From what I have read so far, I just cant see how anybody has made any money. I hope I am wrong and that pride wont interfere with an honest response.

Is this whole thing just a waste of time, money, and peace of mind or not. 

Looking for some honest feedback. Not anybody trying to save face or bad mouth companies. Just facts.


----------



## denck (Apr 7, 2009)

I have a buddie/Fellow screen printer that bought a t-jet and has had Nothing but problems with it.
When calling the help center their response was sorry we dont know what to tell you


----------



## joeshaul (Mar 1, 2008)

My printer (Brother GT541) can't do dark shirts, I've had it for slightly over a year, no real maintenance issues at all. There was a cotton buildup on the printhead that was causing it to drip ink on garments occasionally, I think overall it damaged about 2 shirts before I investigated it, it dropped on some others but we were able to clean them (didn't heat-set the area and put it in the wash). 

I'd love to say I print 100 shirts a day on my printer, but the fact of the matter is, orders are few and far between since I am in the middle of nowhere, with jobs coming in spurts.
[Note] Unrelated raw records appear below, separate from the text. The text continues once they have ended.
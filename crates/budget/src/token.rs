//! Token estimation utilities.
//!
//! Uses a character-based heuristic: ~4 characters per token. This
//! approximation is accurate within ~10% for BPE tokenizers on English
//! text; it is **not** a real tokenizer and is documented as such.

use scribeflow_core::message::ChatMessage;

/// Per-message structural overhead: role name, delimiters, and formatting
/// markers in the API wire format cost roughly this many tokens.
pub const MESSAGE_OVERHEAD_TOKENS: usize = 4;

/// Estimate the token count for a string.
///
/// Heuristic: 1 token ≈ 4 characters. Rounds up. Empty input is zero.
pub fn estimate_tokens(text: &str) -> usize {
    if text.is_empty() {
        return 0;
    }
    text.len().div_ceil(4)
}

/// Estimate tokens for a single message including per-message overhead and
/// the cost of any attached context fields.
pub fn estimate_message_tokens(message: &ChatMessage) -> usize {
    let mut tokens = MESSAGE_OVERHEAD_TOKENS + estimate_tokens(&message.content);

    if let Some(ctx) = &message.context {
        if let Some(active_file) = &ctx.active_file {
            tokens += estimate_tokens(active_file);
        }
        if let Some(selected) = &ctx.selected_text {
            tokens += estimate_tokens(selected);
        }
        for path in &ctx.workspace_files {
            tokens += estimate_tokens(path);
        }
    }

    tokens
}

/// Estimate tokens for a slice of messages.
pub fn estimate_messages_tokens(messages: &[ChatMessage]) -> usize {
    messages.iter().map(estimate_message_tokens).sum()
}
//! Request admission control.
//!
//! At most one pipeline invocation runs at a time; a second caller is
//! turned away synchronously rather than queued. The gate is a two-state
//! machine (idle / processing) backed by an atomic compare-and-swap, and
//! the admission pass releases it on drop so every exit path — success,
//! error, panic unwind — returns the gate to idle.

use std::sync::atomic::{AtomicBool, Ordering};

/// The single-slot admission gate.
#[derive(Debug, Default)]
pub struct RequestGate {
    processing: AtomicBool,
}

impl RequestGate {
    pub fn new() -> Self {
        Self::default()
    }

    /// Try to claim the processing slot. Returns `None` when another
    /// request is already in flight; the caller must reject, not wait.
    pub fn try_admit(&self) -> Option<GatePass<'_>> {
        self.processing
            .compare_exchange(false, true, Ordering::Acquire, Ordering::Relaxed)
            .ok()
            .map(|_| GatePass { gate: self })
    }

    /// Whether a request currently holds the gate.
    pub fn is_busy(&self) -> bool {
        self.processing.load(Ordering::Acquire)
    }
}

/// Proof of admission. Holding it means the gate is yours; dropping it
/// releases the slot.
#[derive(Debug)]
pub struct GatePass<'a> {
    gate: &'a RequestGate,
}

impl Drop for GatePass<'_> {
    fn drop(&mut self) {
        self.gate.processing.store(false, Ordering::Release);
    }
}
Some weeks I'm just doing onesy twosies of people's families, etc, other days I may be printing 100 for an upcoming event. That being said, there have been gaps of 3-4 days where I may not have printed anything, and I recently got back from an 18 day vacation (was only supposed to be a 14 day, but got caught in a blizzard and destroyed an engine on the way back). The first thing I did was clean and print test pages for my dye sublimation and my DTG equipment, both were fine. 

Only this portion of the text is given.